Yeah mine can go straight on charge and you can borrow it for the thursday mate. Only small problem is I dont expect that the battery will do the full 36 so you may have to nurse it round a little bit


----------



## MKDave (Mar 19, 2013)

fundy said:



			Yeah mine can go straight on charge and you can borrow it for the thursday mate.
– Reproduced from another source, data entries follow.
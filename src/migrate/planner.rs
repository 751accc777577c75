//! Expands a migration into independent scan requests

use crate::scan::{ScanRequest, Shard, NUM_SHARDS};
use crate::{Error, Result};

use serde::{Deserialize, Serialize};

/// What to migrate: every listed table, for every listed tenant, over an
/// inclusive range of shards
#[derive(Debug, Clone, PartialEq, Eq, Serialize, Deserialize)]
pub struct PlannerConfig {
    pub first_shard: u8,
    /// Inclusive
    pub last_shard: u8,
    pub users: Vec<String>,
    pub tables: Vec<String>,
    /// Only chunks overlapping `[from, through)` milliseconds
    #[serde(default)]
    pub interval: Option<(i64, i64)>,
}

impl Default for PlannerConfig {
    fn default() -> Self {
        Self {
            first_shard: 0,
            last_shard: NUM_SHARDS - 1,
            users: Vec::new(),
            tables: Vec::new(),
            interval: None,
        }
    }
}

impl PlannerConfig {
    pub fn validate(&self) -> Result<()> {
        if self.last_shard >= NUM_SHARDS {
            return Err(Error::InvalidShard(format!(
                "last shard {} out of range, expected at most {}",
                self.last_shard,
                NUM_SHARDS - 1
            )));
        }
        if self.first_shard > self.last_shard {
            return Err(Error::InvalidShard(format!(
                "first shard {} is after last shard {}",
                self.first_shard, self.last_shard
            )));
        }
        if self.users.is_empty() {
            return Err(Error::Config("migration plan needs at least one user".to_string()));
        }
        if self.tables.is_empty() {
            return Err(Error::Config("migration plan needs at least one table".to_string()));
        }
        if let Some(user) = self.users.iter().find(|u| u.is_empty() || u.contains('/')) {
            return Err(Error::Config(format!("invalid user id {user:?}")));
        }
        if let Some((from, through)) = self.interval {
            if from >= through {
                return Err(Error::Config(format!(
                    "interval start {from} must be before its end {through}"
                )));
            }
        }
        Ok(())
    }
}

/// Validated migration plan
#[derive(Debug, Clone)]
pub struct Planner {
    config: PlannerConfig,
}

impl Planner {
    pub fn new(config: PlannerConfig) -> Result<Self> {
        config.validate()?;
        Ok(Self { config })
    }

    pub fn config(&self) -> &PlannerConfig {
        &self.config
    }

    /// Number of requests [`plan`](Self::plan) yields
    pub fn len(&self) -> usize {
        let shards = usize::from(self.config.last_shard - self.config.first_shard) + 1;
        self.config.tables.len() * self.config.users.len() * shards
    }

    pub fn is_empty(&self) -> bool {
        self.len() == 0
    }

    /// Table-major, then user, then shard order
    pub fn plan(&self) -> impl Iterator<Item = ScanRequest> + '_ {
        let shards = self.config.first_shard..=self.config.last_shard;
        let interval = self.config.interval;
        self.config.tables.iter().flat_map(move |table| {
            let shards = shards.clone();
            self.config.users.iter().flat_map(move |user| {
                shards.clone().filter_map(move |index| {
                    Shard::new(index).ok().map(|shard| ScanRequest {
                        table: table.clone(),
                        user: user.clone(),
                        shard,
                        interval,
                    })
                })
            })
        })
    }
}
Only small problem is I dont expect that the battery will do the full 36 so you may have to nurse it round a little bit
		
Click to expand...

Legend, do I have to use the cart bag or could I get away with shoving mine on there?


----------



## fundy (Mar 19, 2013)

MKDave said:



			Legend, do I have to use the cart bag or could I get away with shoving mine on there?
		
Click to expand...

It will take any cart bag as long as I remember to put the plastic bits back on after using it on the Wednesday


----------



## MKDave (Mar 19, 2013)

fundy said:



			It will take any cart bag as long as I remember to put the plastic bits back on after using it on the Wednesday 

Click to expand...

Oh I meant my normal bag ha!


----------



## fundy (Mar 19, 2013)

MKDave said:



			Oh I meant my normal bag ha!
		
Click to expand...

that too


----------



## MKDave (Mar 19, 2013)

fundy said:



			that too 

Click to expand...

"did you ever know that you're my heroooooo"


----------



## full_throttle (Mar 21, 2013)

*THURSDAY*
First tee-time 0745
1) *0745* full_throttle,  bigfoot,  sybez,  
2) *0753* pieman,  rickg,  pieman guest
3) *0801* valentino,  fozzie,  myoung19, paddyc,
4) *0809* captain ron,  socky,  el bandito,  swingalot
5) *0817* hobbit,  wookie guest, wookie,  scienceboy
6) *0825* sev112,  mkdave,  rob2,  pbrown7582



Gentlemen, unfortunately we have ha a couple of last minute drop outs, so I have changed the running order, instead of 6x4 I am sending out 2x3 and 4x4 groups.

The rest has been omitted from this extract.